IL GIORNALISTA BANDITO


Ma è ancora possibile fare questo mestiere in Italia? Diciamo il mestiere del giornalista che sarebbe quello di informare, di dire, nei limiti del possibile, le cose come stanno e la risposta è no, non più e comunque ogni giorno di meno. Prendiamo una cronaca recentissima, la truculenta rapina nella villetta di una coppia di Lanciano in Abruzzo: entrano in quattro, li legano, li pestano, vanno via poi tornano e tagliano un pezzo d’orecchio alla moglie, li lasciano maciullati, lui quasi ammazzato a legnate, come un animale.
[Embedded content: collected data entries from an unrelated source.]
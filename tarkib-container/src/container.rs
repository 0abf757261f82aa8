//! # The Container: heart of Tarkib
//!
//! Produces fully constructed objects from a type name, resolving
//! constructor and post-construction arguments from rules, caller
//! arguments and shared instances.
//!
//! # Architecture
//! ```text
//! add_rule ──> RuleRegistry
//!                   │ get_rule
//!                   ▼
//! create ──> recipe cache ──(miss)──> recipe::build ──> ArgumentPlan
//!   │                                      │
//!   └── shared-instance cache <── shared ──┘
//! ```
//!
//! # Examples
//! ```rust
//! use tarkib_container::prelude::*;
//!
//! let container = Container::builder()
//!     .register_type(TypeDescriptor::class("Logger"))
//!     .register_type(
//!         TypeDescriptor::class("UserService").constructor(
//!             Method::new(|this, args| {
//!                 this.set("logger", args.into_iter().next().unwrap_or_default());
//!                 Ok(Value::Null)
//!             })
//!             .param(Param::class("logger", "Logger")),
//!         ),
//!     )
//!     .rule("Logger", Rule::new().shared(true))
//!     .build()
//!     .expect("Failed to build container");
//!
//! let service = container.create("UserService").expect("Failed to create");
//! let logger = container.create("Logger").expect("Failed to create");
//! assert!(service.get_object("logger").unwrap().ptr_eq(&logger));
//! ```
//!
//! # Threading
//! The container is `Send + Sync`, but one construction path is tracked per
//! container: concurrent `create` calls from several threads are not
//! supported without external locking.

use std::fmt;
use std::sync::Arc;

use dashmap::DashMap;
use parking_lot::{RwLock, RwLockReadGuard};
use tracing::{debug, info, instrument, trace, warn};

use crate::descriptor::{TypeDescriptor, TypeRegistration, TypeTable};
use crate::error::{Result, TarkibError};
use crate::graph::ConstructionPath;
use crate::key::{TypeName, canonicalize};
use crate::param::ParamSpec;
use crate::provider::{Provider, ProviderRegistry};
use crate::recipe::{self, Recipe};
use crate::registry::RuleRegistry;
use crate::rule::Rule;
use crate::settings::ContainerSettings;
use crate::value::{Instance, Value};

// ============================================================
// ContainerBuilder
// ============================================================

/// Builds a [`Container`] with its types, rules and settings.
///
/// # Examples
/// ```rust,ignore
/// let container = Container::builder()
///     .with_registered_types()
///     .register_type(TypeDescriptor::class("Config"))
///     .rule("Config", Rule::new().shared(true))
///     .build()?;
/// ```
#[derive(Default)]
pub struct ContainerBuilder {
    types: TypeTable,
    rules: Vec<(String, Rule)>,
    settings: ContainerSettings,
}

impl ContainerBuilder {
    fn new() -> Self {
        Self::default()
    }

    /// Adds every descriptor submitted with `inventory::submit!`.
    pub fn with_registered_types(mut self) -> Self {
        for registration in inventory::iter::<TypeRegistration>() {
            self.types.insert((registration.0)());
        }
        self
    }

    /// Adds one type descriptor.
    pub fn register_type(mut self, descriptor: TypeDescriptor) -> Self {
        self.types.insert(descriptor);
        self
    }

    /// Queues a rule. Rules are added in call order by [`build`](Self::build).
    pub fn rule(mut self, name: impl Into<String>, rule: Rule) -> Self {
        self.rules.push((name.into(), rule));
        self
    }

    pub fn settings(mut self, settings: ContainerSettings) -> Self {
        self.settings = settings;
        self
    }

    /// Add a [`Provider`] module.
    pub fn add_provider(mut self, provider: &dyn Provider) -> Self {
        debug!(provider = provider.name(), "Adding provider");
        provider.register(&mut self);
        self
    }

    /// Build the container, validating and merging the queued rules.
    ///
    /// # Errors
    /// [`TarkibError::InvalidRule`] for the first malformed rule.
    #[instrument(skip(self), name = "container_build")]
    pub fn build(self) -> Result<Container> {
        info!(
            types = self.types.len(),
            rules = self.rules.len(),
            "Building container"
        );

        let container = Container::with_parts(self.types, self.settings);
        container.add_rules(self.rules)?;

        info!("Container built successfully ✓");
        Ok(container)
    }
}

impl ProviderRegistry for ContainerBuilder {
    fn register_type(&mut self, descriptor: TypeDescriptor) {
        self.types.insert(descriptor);
    }

    fn register_rule(&mut self, name: &str, rule: Rule) {
        self.rules.push((name.to_string(), rule));
    }
}

// ═══════════════════════════════════════════
// Container
// ═══════════════════════════════════════════

/// Rule-driven dependency injection container.
///
/// Rules must be registered before the first `create` of any type they
/// affect: recipes capture the rule in force when they are compiled and
/// are never invalidated.
pub struct Container {
    types: RwLock<TypeTable>,
    rules: RwLock<RuleRegistry>,
    recipes: DashMap<String, Recipe>,
    instances: DashMap<String, Instance>,
    path: ConstructionPath,
    settings: ContainerSettings,
}

impl Container {
    /// An empty container with default settings.
    pub fn new() -> Self {
        Self::with_parts(TypeTable::new(), ContainerSettings::default())
    }

    /// Create a new builder.
    pub fn builder() -> ContainerBuilder {
        ContainerBuilder::new()
    }

    fn with_parts(types: TypeTable, settings: ContainerSettings) -> Self {
        Self {
            types: RwLock::new(types),
            rules: RwLock::new(RuleRegistry::new()),
            recipes: DashMap::new(),
            instances: DashMap::new(),
            path: ConstructionPath::new(),
            settings,
        }
    }

    /// Adds or replaces a type descriptor.
    ///
    /// Recipes already compiled for the type keep the old descriptor.
    pub fn register_type(&self, descriptor: TypeDescriptor) {
        self.types.write().insert(descriptor);
    }

    /// Merges `rule` into the rules for `name`.
    ///
    /// # Errors
    /// [`TarkibError::InvalidRule`] if the rule is structurally malformed.
    /// Whether the types it names exist is checked at `create` time.
    pub fn add_rule(&self, name: &str, rule: Rule) -> Result<()> {
        rule.validate(name)?;

        if self.recipes.contains_key(&canonicalize(name)) {
            warn!(name, "Rule added after its recipe was compiled; the cached recipe is kept");
        }

        let types = self.types.read();
        self.rules.write().add(name, rule, &types);
        Ok(())
    }

    /// Adds rules in iteration order.
    pub fn add_rules<I, N>(&self, rules: I) -> Result<()>
    where
        I: IntoIterator<Item = (N, Rule)>,
        N: AsRef<str>,
    {
        for (name, rule) in rules {
            self.add_rule(name.as_ref(), rule)?;
        }
        Ok(())
    }

    /// Adds rules from a JSON object mapping type names to rule data, in
    /// document order.
    ///
    /// # Errors
    /// [`TarkibError::InvalidRule`] if the data is not an object or a rule
    /// fails to decode. Rules before the failing one stay registered.
    pub fn add_json_rules(&self, json: serde_json::Value) -> Result<()> {
        let serde_json::Value::Object(rules) = json else {
            return Err(TarkibError::invalid_rule(
                "<rules>",
                format!("expected an object of type name → rule, found {json}"),
            ));
        };

        for (name, data) in rules {
            let rule = Rule::from_json(&name, data)?;
            self.add_rule(&name, rule)?;
        }
        Ok(())
    }

    /// Returns the rule that applies to `name` (the empty rule if none).
    pub fn get_rule(&self, name: &str) -> Arc<Rule> {
        let types = self.types.read();
        self.rules.read().get(name, &types)
    }

    /// Returns `true` if a rule is registered for exactly `name`.
    pub fn has_rule(&self, name: &str) -> bool {
        self.rules.read().contains(name)
    }

    /// Creates `name` with no extra arguments.
    pub fn create(&self, name: &str) -> Result<Instance> {
        self.create_with(name, Vec::new(), Vec::new())
    }

    /// Creates `name`, matching `args` to constructor parameters first and
    /// offering `share` to every nested construction.
    ///
    /// A shared instance already built for `name` is returned as is,
    /// ignoring `args` and `share`.
    ///
    /// # Errors
    /// - [`UnconstructableType`](crate::error::TarkibError::UnconstructableType): `name` is an interface or abstract type with no concrete mapping
    /// - [`UnknownType`](crate::error::TarkibError::UnknownType): no descriptor for the target
    /// - [`CyclicDependency`](crate::error::TarkibError::CyclicDependency): non-shared types form a cycle
    #[instrument(level = "debug", skip(self, args, share), fields(args = args.len(), share = share.len()))]
    pub fn create_with(&self, name: &str, args: Vec<ParamSpec>, share: Vec<Value>) -> Result<Instance> {
        let key = TypeName::new(name);

        if let Some(instance) = self.shared_instance(key.canonical()) {
            trace!(name = %key, "Returning shared instance");
            return Ok(instance);
        }

        let _guard = self.path.enter(&key, self.settings.max_depth)?;
        let recipe = self.recipe_for(&key)?;
        recipe(self, args, share)
    }

    /// Returns `true` if a shared instance exists for `name`.
    pub fn has_shared(&self, name: &str) -> bool {
        self.instances.contains_key(&canonicalize(name))
    }

    pub fn settings(&self) -> &ContainerSettings {
        &self.settings
    }

    pub(crate) fn types(&self) -> RwLockReadGuard<'_, TypeTable> {
        self.types.read()
    }

    pub(crate) fn store_shared(&self, key: &str, instance: Instance) {
        debug!(name = key, instance = ?instance, "Registered shared instance");
        self.instances.insert(key.to_string(), instance);
    }

    fn shared_instance(&self, key: &str) -> Option<Instance> {
        self.instances.get(key).map(|entry| entry.value().clone())
    }

    fn recipe_for(&self, key: &TypeName) -> Result<Recipe> {
        if let Some(recipe) = self.recipes.get(key.canonical()) {
            trace!(name = %key, "Recipe cache hit");
            return Ok(recipe.value().clone());
        }

        let rule = self.get_rule(key.as_str());
        let recipe = recipe::build(self, key, &rule)?;
        self.recipes.insert(key.canonical().to_string(), recipe.clone());
        Ok(recipe)
    }
}

impl Default for Container {
    fn default() -> Self {
        Self::new()
    }
}

impl fmt::Debug for Container {
    fn fmt(&self, f: &mut fmt::Formatter<'_>) -> fmt::Result {
        f.debug_struct("Container")
            .field("types", &self.types.read().len())
            .field("rules", &self.rules.read().len())
            .field("recipes", &self.recipes.len())
            .field("shared", &self.instances.len())
            .field("depth", &self.path.depth())
            .finish()
    }
}

// ═══════════════════════════════════════════
// Prelude
// ═══════════════════════════════════════════

pub mod prelude {
    pub use super::{Container, ContainerBuilder};
    pub use crate::descriptor::{Method, Param, ParamType, ScalarType, TypeDescriptor, TypeKind, TypeRegistration};
    pub use crate::error::{BoxError, Result, TarkibError};
    pub use crate::key::TypeName;
    pub use crate::param::ParamSpec;
    pub use crate::provider::{Provider, ProviderRegistry};
    pub use crate::rule::{CallSpec, Rule};
    pub use crate::settings::ContainerSettings;
    pub use crate::value::{Instance, Value};
}

// ═══════════════════════════════════════════
// Tests
// ═══════════════════════════════════════════

#[cfg(test)]
mod tests {
    use super::*;
    use crate::descriptor::{Method, Param};

    fn keep_first(field: &'static str) -> Method {
        Method::new(move |this, args| {
            this.set(field, args.into_iter().next().unwrap_or_default());
            Ok(Value::Null)
        })
    }

    fn container() -> Container {
        Container::builder()
            .register_type(TypeDescriptor::class("Logger"))
            .register_type(
                TypeDescriptor::class("Mailer")
                    .constructor(keep_first("logger").param(Param::class("logger", "Logger"))),
            )
            .build()
            .unwrap()
    }

    #[test]
    fn create_without_rules() {
        let c = container();
        let mailer = c.create("Mailer").unwrap();
        assert_eq!(mailer.class().as_str(), "Mailer");
        assert_eq!(mailer.get_object("logger").unwrap().class().as_str(), "Logger");
    }

    #[test]
    fn non_shared_creates_new_each_time() {
        let c = container();
        let a = c.create("Logger").unwrap();
        let b = c.create("Logger").unwrap();
        assert!(!a.ptr_eq(&b));
        assert!(!c.has_shared("Logger"));
    }

    #[test]
    fn shared_lookup_ignores_case_and_prefix() {
        let c = container();
        c.add_rule("Logger", Rule::new().shared(true)).unwrap();
        let a = c.create("\\Logger").unwrap();
        let b = c.create("logger").unwrap();
        assert!(a.ptr_eq(&b));
        assert!(c.has_shared("LOGGER"));
    }

    #[test]
    fn unknown_type_reports_suggestions() {
        let c = container();
        match c.create("Loger") {
            Err(TarkibError::UnknownType(err)) => assert!(err.suggestions.contains(&"Logger".to_string())),
            other => panic!("Expected UnknownType, got: {:?}", other.err()),
        }
    }

    #[test]
    fn invalid_rule_rejected_at_build() {
        let result = Container::builder().rule("Logger", Rule::new().instance_of("")).build();
        assert!(matches!(result, Err(TarkibError::InvalidRule { .. })));
    }

    #[test]
    fn get_rule_defaults_to_empty() {
        let c = container();
        assert!(c.get_rule("Mailer").is_empty());
        assert!(!c.has_rule("Mailer"));

        c.add_rule("\\Mailer", Rule::new().shared(true)).unwrap();
        assert!(c.has_rule("mailer"));
    }

    #[test]
    fn json_rules_in_document_order() {
        let c = container();
        c.add_json_rules(serde_json::json!({
            "Logger": {"shared": true},
            "Mailer": {"substitutions": {"Logger": {"instance": "Logger"}}}
        }))
        .unwrap();
        assert!(c.get_rule("Logger").is_shared());
        assert_eq!(c.get_rule("Mailer").substitutions.len(), 1);

        assert!(matches!(
            c.add_json_rules(serde_json::json!(["Logger"])),
            Err(TarkibError::InvalidRule { .. })
        ));
    }

    #[test]
    fn runtime_type_registration() {
        let c = Container::new();
        assert!(c.create("Clock").is_err());
        c.register_type(TypeDescriptor::class("Clock"));
        assert!(c.create("Clock").is_ok());
    }

    #[test]
    fn debug_display() {
        let c = container();
        c.create("Mailer").unwrap();
        let debug = format!("{c:?}");
        assert!(debug.contains("Container"));
        assert!(debug.contains("types: 2"));
    }
}
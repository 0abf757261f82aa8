//! Tracing setup for applications embedding the container.
//!
//! The container only emits `tracing` events; installing a subscriber is up
//! to the binary. This helper installs a fmt subscriber filtered by the
//! `TARKIB_LOG` environment variable.

use tracing_subscriber::util::{SubscriberInitExt, TryInitError};
use tracing_subscriber::{EnvFilter, fmt, layer::SubscriberExt};

/// Environment variable holding the filter directives.
pub const LOG_ENV: &str = "TARKIB_LOG";

/// Builds the filter from `TARKIB_LOG`, or `default_filter` when unset or
/// invalid.
pub fn env_filter(default_filter: &str) -> EnvFilter {
    EnvFilter::try_from_env(LOG_ENV).unwrap_or_else(|_| EnvFilter::new(default_filter))
}

/// Installs a global fmt subscriber.
///
/// ```rust,no_run
/// tarkib::logging::init_tracing("tarkib_container=debug").ok();
/// ```
///
/// # Errors
/// Fails if a global subscriber is already installed.
pub fn init_tracing(default_filter: &str) -> Result<(), TryInitError> {
    tracing_subscriber::registry()
        .with(env_filter(default_filter))
        .with(fmt::layer().with_target(true))
        .try_init()
}

#[cfg(test)]
mod tests {
    use super::*;

    #[test]
    fn second_init_fails() {
        let _ = init_tracing("warn");
        assert!(init_tracing("warn").is_err());
    }
}
//! Recipes: compiled, cached construction plans.
//!
//! A recipe is built once per requested type name from the rule that
//! applies to it and the target's descriptor. It layers, outermost first:
//!
//! ```text
//! call ∘ shareInstances ∘ shared ∘ base
//! ```
//!
//! Every layer keeps the `(args, share) → instance` shape.

use std::sync::Arc;

use tracing::{debug, trace};

use crate::container::Container;
use crate::descriptor::{Method, TypeDescriptor};
use crate::error::{Result, TarkibError};
use crate::key::TypeName;
use crate::param::ParamSpec;
use crate::resolver::{ArgumentPlan, expand_all};
use crate::rule::{CallSpec, Rule};
use crate::value::{Instance, Value};

/// A compiled construction plan: `(container, args, share) → instance`.
pub(crate) type Recipe = Arc<dyn Fn(&Container, Vec<ParamSpec>, Vec<Value>) -> Result<Instance> + Send + Sync>;

/// A constructor together with its compiled argument plan.
#[derive(Clone)]
struct Constructor {
    method: Method,
    plan: Arc<ArgumentPlan>,
}

/// One `call` entry with its method and plan resolved up front.
struct CallStep {
    call: CallSpec,
    method: Method,
    plan: Arc<ArgumentPlan>,
}

/// Builds the recipe for `name` under `rule`.
///
/// Fails when the target type (or a called method) is unknown.
pub(crate) fn build(container: &Container, name: &TypeName, rule: &Rule) -> Result<Recipe> {
    let class_name = rule.instance_of.clone().unwrap_or_else(|| name.clone());
    let descriptor = container.types().require(class_name.as_str())?;

    let constructor = descriptor.get_constructor().map(|method| Constructor {
        method: method.clone(),
        plan: ArgumentPlan::compile(format!("{}::__construct", descriptor.name()), method.params(), rule),
    });

    debug!(
        name = %name,
        class = %descriptor.name(),
        shared = rule.is_shared(),
        share_instances = rule.share_instances.len(),
        calls = rule.call.len(),
        "Compiling recipe"
    );

    let mut recipe = base(descriptor.clone(), constructor.clone());

    if rule.is_shared() {
        recipe = shared(recipe, descriptor.clone(), constructor, name.canonical().to_string());
    }

    if !rule.share_instances.is_empty() {
        recipe = share_instances(recipe, rule.share_instances.clone());
    }

    if !rule.call.is_empty() {
        recipe = calls(recipe, &descriptor, rule)?;
    }

    Ok(recipe)
}

/// Runs `constructor` (if any) against an already-allocated `instance`.
fn initialize(
    container: &Container,
    descriptor: &TypeDescriptor,
    constructor: Option<&Constructor>,
    instance: &Instance,
    args: Vec<ParamSpec>,
    share: &[Value],
) -> Result<()> {
    let Some(constructor) = constructor else {
        return Ok(());
    };

    let values = constructor.plan.resolve(container, args, share)?;
    constructor
        .method
        .invoke(instance, values)
        .map_err(|err| TarkibError::invocation(format!("{}::__construct", descriptor.name()), err))?;
    Ok(())
}

fn base(descriptor: Arc<TypeDescriptor>, constructor: Option<Constructor>) -> Recipe {
    if !descriptor.kind().is_instantiable() {
        let name = descriptor.name().clone();
        let kind = descriptor.kind();
        return Arc::new(move |_: &Container, _: Vec<ParamSpec>, _: Vec<Value>| -> Result<Instance> {
            Err(TarkibError::UnconstructableType {
                name: name.clone(),
                kind,
            })
        });
    }

    Arc::new(move |container: &Container, args: Vec<ParamSpec>, share: Vec<Value>| {
        let instance = Instance::allocate(descriptor.name().clone());
        initialize(container, &descriptor, constructor.as_ref(), &instance, args, &share)?;
        Ok(instance)
    })
}

/// Registers the instance before its constructor runs, so a cycle through
/// this type finds it in the cache instead of recursing.
///
/// A constructor failure leaves the allocated instance registered.
fn shared(inner: Recipe, descriptor: Arc<TypeDescriptor>, constructor: Option<Constructor>, key: String) -> Recipe {
    Arc::new(move |container: &Container, args: Vec<ParamSpec>, share: Vec<Value>| {
        if descriptor.is_internal() || !descriptor.kind().is_instantiable() {
            let instance = inner(container, args, share)?;
            container.store_shared(&key, instance.clone());
            return Ok(instance);
        }

        let instance = Instance::allocate(descriptor.name().clone());
        container.store_shared(&key, instance.clone());
        initialize(container, &descriptor, constructor.as_ref(), &instance, args, &share)?;
        Ok(instance)
    })
}

/// Builds each listed type first and appends it to the share pool.
fn share_instances(inner: Recipe, names: Vec<TypeName>) -> Recipe {
    Arc::new(move |container: &Container, args: Vec<ParamSpec>, mut share: Vec<Value>| {
        for name in &names {
            let instance = container.create_with(name.as_str(), Vec::new(), share.clone())?;
            trace!(shared = %name, "Added to share pool");
            share.push(Value::Object(instance));
        }
        inner(container, args, share)
    })
}

/// Calls the rule's methods on the built object, in order.
fn calls(inner: Recipe, descriptor: &TypeDescriptor, rule: &Rule) -> Result<Recipe> {
    let call_rule = Rule {
        share_instances: rule.share_instances.clone(),
        ..Rule::default()
    };

    let steps = rule
        .call
        .iter()
        .map(|call| -> Result<CallStep> {
            let method = descriptor
                .get_method(&call.method)
                .cloned()
                .ok_or_else(|| TarkibError::UnknownMethod {
                    type_name: descriptor.name().clone(),
                    method: call.method.clone(),
                })?;
            let plan = ArgumentPlan::compile(
                format!("{}::{}", descriptor.name(), call.method),
                method.params(),
                &call_rule,
            );
            Ok(CallStep {
                call: call.clone(),
                method,
                plan,
            })
        })
        .collect::<Result<Vec<_>>>()?;

    Ok(Arc::new(move |container: &Container, args: Vec<ParamSpec>, share: Vec<Value>| {
        let object = inner(container, args, share.clone())?;

        for step in &steps {
            let args = expand_all(container, &step.call.args, &[])?
                .into_iter()
                .map(ParamSpec::Value)
                .collect();
            let values = step.plan.resolve(container, args, &share)?;
            let returned = step.method.invoke(&object, values).map_err(|err| {
                TarkibError::invocation(format!("{}::{}", object.class(), step.call.method), err)
            })?;
            trace!(method = %step.call.method, "Called post-construction method");

            if let Some(callback) = &step.call.callback {
                callback(&returned);
            }
        }

        Ok(object)
    }))
}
La dinamica è quella tipica, sperimentata delle bande balcaniche ma per giorni e giorni nessuno lo dice, non si vuole tradire il politicamente corretto, nessuno si sente di incorrere negli strali di chi legge, di altri colleghi omogeneizzati e perfino dell’Ordine che certe cose le proibisce nero su bianco: e se poi non sono balcanici, chi ne esce vivo? Eppure una ipotesi si potrebbe buttare là, se questo mestiere ha ancora un senso, se l’esperienza della cronaca ha un peso. Ma non si azzarda nessuno. Fino a che li catturano e allora si vede che, effettivamente, sono tre balordi balcanici, rumeni, gli stessi che a Lanciano più o meno tutti mormoravano perché responsabili di altre rapine similari. Ma i resoconti dei cronisti in batteria non hanno neppure registrato le voci, i timori, passava sempre la solita intervista di un vecchio rapinato, somigliante al maestro di musica Gianni Mazza, ma bene attento, lui e chi lo interpellava, a non lasciarsi sfuggire ombra di sospetto politicamente scorretto.

Intanto parte la grancassa umanitaria, anche se a volte non si capisce bene verso chi. Comunque i pifferi migranti, che incredibilmente dicono: sì, i rapinatori sono rumeni ma il capo è un italiano, un pugliese. Chissà perché pugliese, si vede che nell’immaginario del giornalista collettivo è sinonimo di delinquente, di bandito. 

Così che via social si diffondono le scemenze più deprimenti: la banda rumena ma italiana, i balcanici sottoposti al pugliese, tutti questi giri di parole, melliflui, penosi, per non dire che i migranti sono comunque vittime, che il male vero, puro, ce l’abbiamo in corpo. Mai visto un popolo così incline a odiarsi da solo, e, se non lo fai, se ti sottrai, passi in fama di sovranista che fa rima con fascista. Anche questo un bel mistero della logica, della verità.
Mentre si cerca il pugliese infame, chiedono ai due massacrati se perdonano e ovviamente quelli perdonano, lei con dei distinguo un po’ confusi, “Io sì perdono ma lo Stato no non deve”, lui che, tumefatto com’è, quasi al punto da non riuscire a parlare, però precisa che lui una pistola non la comprerebbe mai, perché a proteggerlo ci deve pensare lo Stato. Auguri. Alla fine prendono anche il quarto, il capo: rumeno pure lui, il pugliese, sul quale “tutti” giuravano, non esiste, era una fake news ma subito se ne dimenticano tutti; a chi lo fa notare, rispondono che è astioso, che ce l’ha coi migranti, che è pieno d’odio e di livore, che è un Salvini. E non sono solo i cari colleghi scremati e impacchettati in tetrapack, sono anche i lettori comuni: non dirmi la verità, non la voglio sapere, consolami coi miei pregiudizi, con le ricostruzioni di comodo, le allucinazioni collettive, confortami negli errori. Rimosso il giornalismo come mediatore sociale, come testimone possibile della realtà e sentinella di democrazia, oggi si vuole, si esige il cronista pubblicitario che si spertica e mente sapendo di mentire, che parli di una banda di criminali balcanici o della romagnola Pausini. 

E allora si capisce che fare questo mestiere è diventato impossibile perché non esiste più e nessuno più lo vuole, non chi lo fa, non chi lo fruisce. L’autocensura stupida, la lobotomia ideologica hanno prevalso. 

Un cronista di un tempo avrebbe capito subito e subito riferito cosa stava dietro una rapina violentissima, oggi si preferiscono i toni volutamente ciechi ma enfatici, i sentimenti bugiardi che nascondono una finta competenza, militante e pilatesca ma al fondo stupida, a mezza strada tra Internazionale e Barbara d’Urso.